**Task statement:**
Every line from the one with "fn default_tracking_uri() ->" to the one with "needs checks beyond", including those two, is to be copied exactly; all other lines of the entries below are left out.

Stored data entries:
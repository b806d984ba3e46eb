//! Configuration management for mlrig
//!
//! This crate provides a small, validated settings system with support for:
//! - YAML configuration files with strict field checking
//! - Environment variable overrides with a configurable name prefix
//! - Wholesale sub-section replacement (a source rebuilds a whole
//!   section, it never patches single fields into one)
//! - Type-safe settings structs
//!
//! # Example
//!
//! ```no_run
//! use mlrig_config::Settings;
//!
//! // Load from default locations (config.{yaml,yml}) plus environment
//! let settings = Settings::load()?;
//!
//! // Or load from a specific file
//! let settings = Settings::from_file("path/to/config.yaml")?;
//!
//! // Access settings values
//! let tracking_uri = &settings.mlflow.tracking_uri;
//! let db_uri = settings.database.uri();
//! # Ok::<(), mlrig_config::ConfigError>(())
//! ```

pub mod error;
pub mod loader;
pub mod types;
pub mod validation;

// Re-export main types for convenience
pub use error::{ConfigError, Result};
pub use loader::SettingsBuilder;
pub use types::*;

/// Trait for settings validation
pub use validation::Validate;
//! Experiment tracking settings

use serde::{Deserialize, Serialize};

/// Settings for the MLflow tracking server
#[derive(Debug, Clone, Serialize, Deserialize, PartialEq)]
pub struct MlflowSettings {
    /// Base URI of the tracking server. Always non-empty.
    #[serde(default = "default_tracking_uri")]
    pub tracking_uri: String,

    /// Experiment to record runs under; callers pick a fallback name
    /// when unset
    #[serde(default)]
    pub experiment_name: Option<String>,

    /// Root location for run artifacts; the server chooses one when unset
    #[serde(default)]
    pub artifact_location: Option<String>,
}

impl MlflowSettings {
    /// Field names accepted from YAML mappings and environment variables
    pub const FIELDS: &'static [&'static str] =
        &["tracking_uri", "experiment_name", "artifact_location"];
}

impl Default for MlflowSettings {
    fn default() -> Self {
        Self {
            tracking_uri: default_tracking_uri(),
            experiment_name: None,
            artifact_location: None,
        }
    }
}

impl crate::validation::Validate for MlflowSettings {
    fn validate(&self) -> crate::error::Result<()> {
        crate::validation::validate_non_empty("mlflow.tracking_uri", &self.tracking_uri)
    }
}

fn default_tracking_uri() -> String {
    "http://localhost:5000".to_string()
}
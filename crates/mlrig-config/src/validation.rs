//! Validation trait and implementations for configuration types

use crate::error::{ConfigError, Result};

/// Trait for validating configuration values
///
/// Implement this trait for any settings type that needs checks beyond
/// what the type system enforces. Validation runs after every load so
/// callers never observe a settings object that breaks an invariant.
pub trait Validate {
    /// Validate the configuration
    ///
    /// Returns `Ok(())` if validation passes, or a `ConfigError` describing
    /// what validation failed and why.
    fn validate(&self) -> Result<()>;
}

/// Helper function to validate that a required string is non-empty
pub fn validate_non_empty(field: impl Into<String>, value: &str) -> Result<()> {
    if value.trim().is_empty() {
        return Err(ConfigError::ValidationError {
            field: field.into(),
            message: "value must be a non-empty string".to_string(),
        });
    }
    Ok(())
}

**Solution for this problem:**
fn default_tracking_uri() -> String {
    "http://localhost:5000".to_string()
}
filename crates/mlrig-config/src/validation.rs
//! Validation trait and implementations for configuration types

use crate::error::{ConfigError, Result};

/// Trait for validating configuration values
///
/// Implement this trait for any settings type that needs checks beyond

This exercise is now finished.